It is a perspective view which shows roughly the connection structure of the wire harness in one Example of this invention. FIG. 2 is an expanded view showing a receiving side portion of a sleeve used in the wire harness connection structure of FIG. 1 in an enlarged manner. It is an expanded view which expands and shows the cover part of the sleeve used for the connection structure of the wire harness of FIG. It is sectional drawing which shows schematically the process of connecting a wire harness with a sleeve.

  Hereinafter, the best mode for carrying out the present invention will be described with reference to the accompanying drawings. In the following description, a detailed description of a well-known technique, a well-known procedure, a well-known architecture, a well-known circuit configuration, etc. (hereinafter, “well-known matter”) will be omitted, but this will simplify the description. Therefore, it does not intentionally exclude all or part of these known matters. Such known matters are known to those skilled in the art at the time of filing of the present invention, and are naturally included in the following description.

  FIG. 1 is a schematic configuration diagram partially showing a cross-sectional view of an embodiment of a wire harness connection structure according to the present invention. FIG. 2 shows a receiving side portion of a sleeve used in the wire harness connection structure of FIG. FIG. 3 is an expanded view showing an enlarged view, and FIG. 3 is an expanded view showing a cover portion of a sleeve used in the wire harness connection structure of FIG.

  FIG. 1 shows the connection structure of a wire harness according to the present embodiment as a whole, and one end of a wire harness 2 formed by covering a conductor having a large number of conductors made of aluminum or aluminum alloy with an insulator is peeled off. Then, the exposed conductor end portion 21 of the exposed conductor portion and the conductor end portion 21 of another similar wire harness 2 are connected via the sleeve 1 made of a conductive material.
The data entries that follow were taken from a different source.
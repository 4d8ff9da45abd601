//! # Error Handling Middleware
//!
//! Conversion of application errors into HTTP responses, plus request
//! logging helpers shared by the server.

use axum::{
    body::Body,
    http::StatusCode,
    response::{IntoResponse, Response},
};

use crate::{response::ApiResponse, AppError};

/// Error handler that converts errors to HTTP responses.
///
/// With `include_details` off, 5xx messages are replaced with generic
/// wording so database and filesystem internals never reach clients.
#[derive(Clone)]
pub struct ErrorHandler {
    /// Whether to include error details in the response body.
    pub include_details: bool,
}

impl ErrorHandler {
    /// Create a new error handler.
    #[inline]
    pub fn new(include_details: bool) -> Self {
        Self {
            include_details,
        }
    }

    /// Convert an error to a response.
    pub fn to_response(&self, err: &AppError) -> Response {
        let status = err.status();
        let code = err.code();
        let message = if self.include_details || !status.is_server_error() {
            err.message()
        }
        else {
            "Internal server error".to_string()
        };

        let body = ApiResponse::<()>::error(code, message);

        Response::builder()
            .status(status)
            .header("Content-Type", "application/json")
            .body(Body::from(
                serde_json::to_string(&body).unwrap_or_default(),
            ))
            .unwrap_or_else(|_| StatusCode::INTERNAL_SERVER_ERROR.into_response())
    }
}

impl IntoResponse for AppError {
    fn into_response(self) -> Response {
        if self.status().is_server_error() {
            tracing::error!(code = self.code(), error = %self, "request failed");
        }
        ErrorHandler::new(false).to_response(&self)
    }
}

/// Middleware helper for request logging.
#[derive(Clone)]
pub struct RequestLogger {
    /// Skip logging for these path prefixes.
    pub skip_paths: Vec<&'static str>,
}

impl RequestLogger {
    /// Create a new request logger.
    #[inline]
    pub fn new() -> Self {
        Self {
            skip_paths: vec!["/health"],
        }
    }

    /// Check if a path should be skipped.
    pub fn should_skip(&self, path: &str) -> bool { self.skip_paths.iter().any(|p| path.starts_with(p)) }
}

impl Default for RequestLogger {
    fn default() -> Self { Self::new() }
}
  As shown in FIG. 2, the sleeve 1 has a mesh-like serration 34 engraved, and a bottom portion 31 for arranging the wire harness 2 and a wire harness 2 for holding the wire harness 2 so as to be freely stretchable in the longitudinal direction. A pair of insulation barrels 32 and 32, which are a pair of barrel portions, and a pair of wall portions 33 and 33 disposed in a direction substantially orthogonal to the longitudinal direction along the wire harness 2, and deployed Has a substantially bowl-shaped receiving side portion 3.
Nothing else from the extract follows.